Tabagisme, alarme des jeunes : 7% des moins de 13 ans ont déjà essayé le tabac

Tabagisme, alarme des jeunes : 7% des moins de 13 ans ont déjà essayé le tabac

Deux mois après son lancement, la campagne « 5 euros contre le tabagisme » a déjà recueilli 35 mille signatures, soit 70% des 50 mille nécessaires pour présenter au Parlement un projet de loi d’initiative populaire.

En Italie, le premier contact avec le tabac se produit de plus en plus tôt. Plus de 7 % des étudiants âgés de 11 à 13 ans ont déjà essayé au moins un produit du tabac – des cigarettes traditionnelles aux appareils à tabac chauffés en passant par les cigarettes électroniques – et cette part s’élève à 37 % entre 14 et 17 ans. Des données qui inquiètent la communauté scientifique et qui relancent le débat sur l’une des mesures jugées les plus efficaces pour lutter contre le phénomène : la hausse des prix.

Environ deux mois après son lancement, la campagne « 5 euros contre le tabagisme » a déjà recueilli 35 mille signatures, soit 70% des 50 mille nécessaires pour présenter au Parlement un projet de loi d’initiative populaire. Promu par Aiom, la Fondation Airc pour la recherche sur le cancer, la Fondation Umberto Veronesi et la Fondation Aiom, l’initiative vise à augmenter de 5 euros le coût de tous les produits à fumer et à inhaler de nicotine. La collecte de signatures est ouverte à tous les citoyens majeurs à travers la plateforme (cliquez ici) du ministère de la Justice, avec accès via Spid, carte d’identité électronique ou carte de services nationaux.

Les jeunes et les inégalités sociales

Le phénomène du tabagisme ne touche pas les gens de manière uniforme. En Italie, 24% des adultes fument, mais ce chiffre augmente considérablement parmi les personnes en difficulté économique : 36% contre 21% de ceux qui déclarent n’en avoir aucune. Une différence qui met en évidence à quel point le tabagisme est aussi un indicateur d’inégalité sociale.

« Trop de jeunes sont initiés à cette habitude dangereuse et ont tendance à la maintenir tout au long de leur vie », soulignent les promoteurs de la campagne. C’est précisément pour cette raison que l’augmentation des prix est considérée comme un outil clé : les jeunes, disposant de moins de ressources économiques, sont plus sensibles au coût des produits.

Des prix plus élevés pour réduire la consommation

Des données internationales indiquent qu’une augmentation significative du prix des cigarettes constitue l’une des stratégies les plus efficaces pour réduire le nombre de fumeurs. Selon les estimations, une augmentation de 5 euros pourrait entraîner une réduction de la consommation allant jusqu’à 37 %.

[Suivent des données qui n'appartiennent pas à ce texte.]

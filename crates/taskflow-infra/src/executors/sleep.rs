use std::time::Duration;

use serde_json::{Value, json};
use taskflow_core::task::{TaskExecutor, TaskOutput};
use taskflow_types::error::TaskError;
use taskflow_types::task::TaskConfig;

/// Waits `duration_ms` (default 0). Fails afterwards when `fail` is true.
#[derive(Debug, Clone, Copy, Default)]
pub struct SleepExecutor;

impl TaskExecutor for SleepExecutor {
    async fn execute(&self, task: &TaskConfig) -> Result<TaskOutput, TaskError> {
        let duration_ms = match task.parameters.get("duration_ms") {
            None => 0,
            Some(value) => value.as_u64().ok_or_else(|| {
                TaskError::InvalidParameters(format!(
                    "duration_ms must be a non-negative integer, got {value}"
                ))
            })?,
        };
        let fail = task
            .parameters
            .get("fail")
            .and_then(Value::as_bool)
            .unwrap_or(false);

        tokio::time::sleep(Duration::from_millis(duration_ms)).await;

        if fail {
            return Err(TaskError::failed(format!(
                "task '{}' failed after {duration_ms}ms",
                task.task_id
            )));
        }
        Ok(json!({ "slept_ms": duration_ms }))
    }
}

#[cfg(test)]
mod tests {
    use super::*;

    #[tokio::test]
    async fn test_sleeps_and_reports() {
        let task = TaskConfig::new("s", "sleep").with_parameter("duration_ms", json!(5));
        assert_eq!(SleepExecutor.execute(&task).await.unwrap(), json!({ "slept_ms": 5 }));
    }

    #[tokio::test]
    async fn test_configured_failure_is_retryable() {
        let task = TaskConfig::new("s", "sleep").with_parameter("fail", json!(true));
        let err = SleepExecutor.execute(&task).await.unwrap_err();
        assert!(err.is_retryable());
    }

    #[tokio::test]
    async fn test_rejects_bad_duration() {
        let task = TaskConfig::new("s", "sleep").with_parameter("duration_ms", json!("soon"));
        let err = SleepExecutor.execute(&task).await.unwrap_err();
        assert!(matches!(err, TaskError::InvalidParameters(_)));
    }
}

L’objectif est de faire du tabagisme une habitude économiquement non durable, en particulier pour les jeunes et pour ceux qui se trouvent dans des conditions de fragilité économique. Ce n’est pas tout : arrêter de fumer apporte également des avantages financiers immédiats. Quiconque consomme un paquet par jour peut économiser au moins 150 euros par mois. En outre, une éventuelle augmentation des recettes fiscales pourrait contribuer au financement du système national de santé, de plus en plus sous pression.

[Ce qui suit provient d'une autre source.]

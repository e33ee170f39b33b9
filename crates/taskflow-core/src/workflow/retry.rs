//! Retry decisions and backoff for task attempts.
//!
//! Retry logic is stateless: `RetryHandler` looks at the policy, the attempt
//! number and the error, and returns what to do next. The backoff delay is a
//! pure function of the retry number, and the actual waiting goes through a
//! [`Sleeper`] so tests can observe delays without sleeping.

use std::future::Future;
use std::pin::Pin;
use std::sync::{Arc, Mutex};
use std::time::Duration;

use taskflow_types::error::TaskError;
use taskflow_types::task::RetryPolicy;

/// Largest exponent applied by exponential backoff (delay * 2^16).
const MAX_BACKOFF_EXPONENT: u32 = 16;

// ---------------------------------------------------------------------------
// RetryDecision
// ---------------------------------------------------------------------------

/// What to do after a failed attempt.
#[derive(Debug, Clone, PartialEq, Eq)]
pub enum RetryDecision {
    /// Wait `delay`, then run retry number `retry` (1-based).
    Retry { retry: u32, delay: Duration },
    /// Record the failure as final.
    GiveUp,
}

// ---------------------------------------------------------------------------
// RetryHandler
// ---------------------------------------------------------------------------

/// Stateless retry handler for task failures.
pub struct RetryHandler;

impl RetryHandler {
    /// Whether another attempt is allowed.
    ///
    /// `attempt` is 0-based: the first execution is attempt 0, so with
    /// `max_retries = N` attempts `0..N` may be followed by a retry.
    pub fn should_retry(policy: &RetryPolicy, attempt: u32, error: &TaskError) -> bool {
        error.is_retryable() && attempt < policy.max_retries
    }

    /// Delay before retry number `retry` (1-based).
    ///
    /// Exponential: `retry_delay * 2^(retry - 1)`. Fixed: `retry_delay`.
    pub fn backoff_delay(policy: &RetryPolicy, retry: u32) -> Duration {
        let base = policy.retry_delay();
        if !policy.exponential_backoff {
            return base;
        }
        let exponent = retry.saturating_sub(1).min(MAX_BACKOFF_EXPONENT);
        base.saturating_mul(1u32 << exponent)
    }

    /// Decide the next step after attempt `attempt` (0-based) failed.
    pub fn decide(policy: &RetryPolicy, attempt: u32, error: &TaskError) -> RetryDecision {
        if Self::should_retry(policy, attempt, error) {
            let retry = attempt + 1;
            RetryDecision::Retry {
                retry,
                delay: Self::backoff_delay(policy, retry),
            }
        } else {
            RetryDecision::GiveUp
        }
    }
}

// ---------------------------------------------------------------------------
// Sleeper
// ---------------------------------------------------------------------------

/// Waits out backoff delays. Injected into the executor.
pub trait Sleeper: Send + Sync {
    fn sleep(&self, duration: Duration) -> Pin<Box<dyn Future<Output = ()> + Send + 'static>>;
}

/// Real sleeping on the tokio timer.
#[derive(Debug, Clone, Copy, Default)]
pub struct TokioSleeper;

impl Sleeper for TokioSleeper {
    fn sleep(&self, duration: Duration) -> Pin<Box<dyn Future<Output = ()> + Send + 'static>> {
        Box::pin(tokio::time::sleep(duration))
    }
}

/// Records requested delays and returns immediately.
#[derive(Debug, Clone, Default)]
pub struct RecordingSleeper {
    delays: Arc<Mutex<Vec<Duration>>>,
}

impl RecordingSleeper {
    pub fn new() -> Self {
        Self::default()
    }

    /// Delays requested so far, in request order.
    pub fn delays(&self) -> Vec<Duration> {
        self.delays
            .lock()
            .map(|d| d.clone())
            .unwrap_or_else(|e| e.into_inner().clone())
    }
}

impl Sleeper for RecordingSleeper {
    fn sleep(&self, duration: Duration) -> Pin<Box<dyn Future<Output = ()> + Send + 'static>> {
        match self.delays.lock() {
            Ok(mut delays) => delays.push(duration),
            Err(poisoned) => poisoned.into_inner().push(duration),
        }
        Box::pin(std::future::ready(()))
    }
}

// ---------------------------------------------------------------------------
// Tests
// ---------------------------------------------------------------------------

#5eurocontroilsmoking, Perrone : « Si la loi passe, la consommation de tabac sera réduite de 37% »



Une urgence sanitaire toujours d’actualité

Le tabagisme reste le principal facteur de risque oncologique. En Italie, on estime chaque année environ 93 000 décès liés à la consommation de tabac. 90 % des cancers du poumon et 50 % des cancers de la vessie sont imputables au tabagisme, qui est également lié aux maladies cardiovasculaires – telles que les crises cardiaques et les accidents vasculaires cérébraux – et aux maladies respiratoires, notamment l’emphysème, l’asthme et la maladie pulmonaire obstructive chronique.

Pour les sociétés scientifiques qui les sponsorisent, ces chiffres montrent clairement la nécessité d’interventions urgentes. « Il s’agit d’une bataille de civilisation qui peut sauver des milliers de vies », soulignent-ils.

L’objectif est désormais d’atteindre rapidement les 50 mille signatures nécessaires. Ce n’est qu’à ce moment-là que la proposition pourra parvenir au Parlement et ouvrir un débat politique sur une mesure qui, selon la communauté scientifique, pourrait avoir un impact concret sur la santé publique.